A few days ago, Karen & I paid our respects at Yad Vashem to honor the 6 million Jewish martyrs of the Holocaust who 3 years after walking beneath the shadow of death, rose up from the ashes to resurrect themselves to reclaim a Jewish future. #HolocaustRemembranceDay #NeverAgain pic.twitter.com/67UuC1cYI2
— Vice President Mike Pence (@VP) January 27, 2018
Pence, an evangelical Christian, frequently made biblical allusions in his speech before the Knesset in Jerusalem last week. Some online commentators expressed their frustration over what they saw as the tweet’s Christian overtones.

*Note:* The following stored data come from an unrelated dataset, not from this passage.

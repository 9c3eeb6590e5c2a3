use std::collections::HashSet;

/// Every screen identifier the renderer knows how to draw.
pub const SCREEN_IDS: &[&str] = &[
    "date",
    "time",
    "nixie",
    "weather logo",
    "weather1",
    "weather2",
    "weather hourly",
    "weather radar",
    "inside",
    "inside sensors",
    "verano logo",
    "vrnof",
    "travel",
    "bears logo",
    "bears stand1",
    "bears stand2",
    "bears next",
    "nfl logo",
    "NFL Scoreboard",
    "NFL Scoreboard v2",
    "NFL Overview NFC",
    "NFL Overview AFC",
    "NFL Standings NFC",
    "NFL Standings AFC",
    "nba logo",
    "NBA Scoreboard",
    "NBA Scoreboard v2",
    "bulls logo",
    "bulls stand1",
    "bulls stand2",
    "bulls last",
    "bulls live",
    "bulls next",
    "bulls next home",
    "hawks logo",
    "hawks stand1",
    "hawks stand2",
    "hawks last",
    "hawks live",
    "hawks next",
    "hawks next home",
    "nhl logo",
    "NHL Scoreboard",
    "NHL Scoreboard v2",
    "NHL Div Standings West Overview",
    "NHL Div Standings Overview East",
    "NHL Div Standings West",
    "NHL Div Standings East",
    "NHL WestPlayoff Standings Overview vertical",
    "NHL EastPlayoff Standings Overview vertical",
    "NHL WestPlayoff Standings Overview horizontal",
    "NHL EastPlayoff Standings Overview horizontal",
    "NHL WestPlayoff Standings",
    "NHL EastPlayoff Standings",
    "cubs logo",
    "cubs stand1",
    "cubs stand2",
    "cubs last",
    "cubs result",
    "cubs live",
    "cubs next",
    "cubs next home",
    "sox logo",
    "sox stand1",
    "sox stand2",
    "sox last",
    "sox live",
    "sox next",
    "sox next home",
    "mlb logo",
    "MLB Scoreboard",
    "MLB Scoreboard v2",
    "MLB Scoreboard v3",
    "NL Overview",
    "NL East",
    "NL Central",
    "NL West",
    "NL Wild Card",
    "AL Overview",
    "AL East",
    "AL Central",
    "AL West",
    "AL Wild Card",
];

/// Static membership set used to reject unknown ids while building a schedule.
#[derive(Debug, Clone)]
pub struct ScreenCatalog {
    ids: HashSet<String>,
}

impl ScreenCatalog {
    pub fn builtin() -> Self {
        Self::from_ids(SCREEN_IDS.iter().copied())
    }

    pub fn from_ids<I, S>(ids: I) -> Self
    where
        I: IntoIterator<Item = S>,
        S: Into<String>,
    {
        Self {
            ids: ids.into_iter().map(Into::into).collect(),
        }
    }

    /// Adds ids on top of the current set (used for `extra-screen-ids`).
    pub fn with_extra<I, S>(mut self, ids: I) -> Self
    where
        I: IntoIterator<Item = S>,
        S: Into<String>,
    {
        self.ids.extend(ids.into_iter().map(Into::into));
        self
    }

    pub fn is_known_id(&self, id: &str) -> bool {
        self.ids.contains(id)
    }

    pub fn len(&self) -> usize {
        self.ids.len()
    }

    pub fn is_empty(&self) -> bool {
        self.ids.is_empty()
    }

    pub fn iter(&self) -> impl Iterator<Item = &str> {
        self.ids.iter().map(String::as_str)
    }
}

impl Default for ScreenCatalog {
    fn default() -> Self {
        Self::builtin()
    }
}

#[cfg(test)]
mod tests {
    use super::*;

    #[test]
    fn builtin_catalog_has_no_duplicates() {
        let catalog = ScreenCatalog::builtin();
        assert_eq!(catalog.len(), SCREEN_IDS.len());
    }

    #[test]
    fn membership_is_case_sensitive() {
        let catalog = ScreenCatalog::builtin();
        assert!(catalog.is_known_id("NFL Scoreboard"));
        assert!(!catalog.is_known_id("nfl scoreboard"));
        assert!(!catalog.is_known_id(""));
    }

    #[test]
    fn extra_ids_extend_builtin_set() {
        let catalog = ScreenCatalog::builtin().with_extra(["kitchen timer"]);
        assert!(catalog.is_known_id("kitchen timer"));
        assert!(catalog.is_known_id("date"));
    }
}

Mike Pence Jesused all of us Jews without our consent. What a smug, condescending fraud. https://t.co/lMMYxKFfLh
— Brian Beutler (@brianbeutler) January 28, 2018
This tweet bears only a passing familiarity with events and meanings of the Holocaust. https://t.co/oklfIRrslm
— Evan McMurry (@evanmcmurry) January 28, 2018
This is honestly one of the most horrifically tone-deaf statements on the Holocaust I’ve ever read. He’s speaking of a Jewish tragedy entirely through a Christian prism, and that use of “ashes” is particularly egregious. https://t.co/ht479nAwTe
— Danielle Blake (@abradacabla) January 28, 2018
However, as Haaretz’s Allison Kaplan Sommer pointed out, many of the “Christian” phrases used by Pence — “martyrs,” “rose up from the ashes,” “resurrect” — also have Jewish connotations, and are often used by Israeli politicians to refer to the Holocaust.
Furthermore, the video accompanying the tweet — which features audio of Pence’s Knesset address — quotes Pence as saying the living Jewish people, not those killed in the Holocaust, were the ones who went on to “reclaim a Jewish future and to rebuild the Jewish state.”